> **RECORDS FOR THE EXERCISE**

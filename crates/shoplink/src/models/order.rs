//! Storefront order models, synced from the marketplace.

use chrono::{DateTime, Utc};
use rust_decimal::Decimal;
use serde::{Deserialize, Serialize};

use shoplink_core::{DisplayNumber, OrderId};

/// An order placed on the retail storefront.
///
/// Created and refreshed by the periodic marketplace sync; never deleted by
/// this subsystem. `created_at` is immutable once stored.
#[derive(Debug, Clone, PartialEq, Serialize, Deserialize)]
pub struct StorefrontOrder {
    /// Source-assigned unique id.
    pub id: OrderId,
    /// Customer-facing display number (`#1102` -> `1102`).
    pub number: DisplayNumber,
    pub email: Option<String>,
    pub total_price: Decimal,
    /// ISO 4217 currency code.
    pub currency: String,
    pub created_at: DateTime<Utc>,
    pub tags: Vec<String>,
    /// Free-text note; the supplier references live in here.
    pub note: Option<String>,
    /// Ordered line items as reported by the marketplace.
    pub line_items: Vec<LineItem>,
}

/// A line item on a storefront order.
#[derive(Debug, Clone, PartialEq, Serialize, Deserialize)]
pub struct LineItem {
    pub title: String,
    pub quantity: i32,
    pub unit_price: Decimal,
    pub currency: String,
    pub sku: Option<String>,
    pub variant_id: Option<String>,
    pub variant_sku: Option<String>,
    pub variant_title: Option<String>,
}

/// A fulfillment record for a storefront order.
///
/// Fetched live from the marketplace; not persisted.
#[derive(Debug, Clone, PartialEq, Serialize, Deserialize)]
pub struct Fulfillment {
    pub order_id: OrderId,
    pub fulfillment_id: String,
    pub created_at: Option<DateTime<Utc>>,
    pub tracking_number: Option<String>,
    pub tracking_url: Option<String>,
}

> **REQUIREMENT**
Return all data verbatim.

> **REPLY TO THE TASK**
filename crates/shoplink/src/models/order.rs
//! Storefront order models, synced from the marketplace.

use chrono::{DateTime, Utc};
use rust_decimal::Decimal;
use serde::{Deserialize, Serialize};

use shoplink_core::{DisplayNumber, OrderId};

/// An order placed on the retail storefront.
///
/// Created and refreshed by the periodic marketplace sync; never deleted by
/// this subsystem. `created_at` is immutable once stored.
#[derive(Debug, Clone, PartialEq, Serialize, Deserialize)]
pub struct StorefrontOrder {
    /// Source-assigned unique id.
    pub id: OrderId,
    /// Customer-facing display number (`#1102` -> `1102`).
    pub number: DisplayNumber,
    pub email: Option<String>,
    pub total_price: Decimal,
    /// ISO 4217 currency code.
    pub currency: String,
    pub created_at: DateTime<Utc>,
    pub tags: Vec<String>,
    /// Free-text note; the supplier references live in here.
    pub note: Option<String>,
    /// Ordered line items as reported by the marketplace.
    pub line_items: Vec<LineItem>,
}

/// A line item on a storefront order.
#[derive(Debug, Clone, PartialEq, Serialize, Deserialize)]
pub struct LineItem {
    pub title: String,
    pub quantity: i32,
    pub unit_price: Decimal,
    pub currency: String,
    pub sku: Option<String>,
    pub variant_id: Option<String>,
    pub variant_sku: Option<String>,
    pub variant_title: Option<String>,
}

/// A fulfillment record for a storefront order.
///
/// Fetched live from the marketplace; not persisted.
#[derive(Debug, Clone, PartialEq, Serialize, Deserialize)]
pub struct Fulfillment {
    pub order_id: OrderId,
    pub fulfillment_id: String,
    pub created_at: Option<DateTime<Utc>>,
    pub tracking_number: Option<String>,
    pub tracking_url: Option<String>,
}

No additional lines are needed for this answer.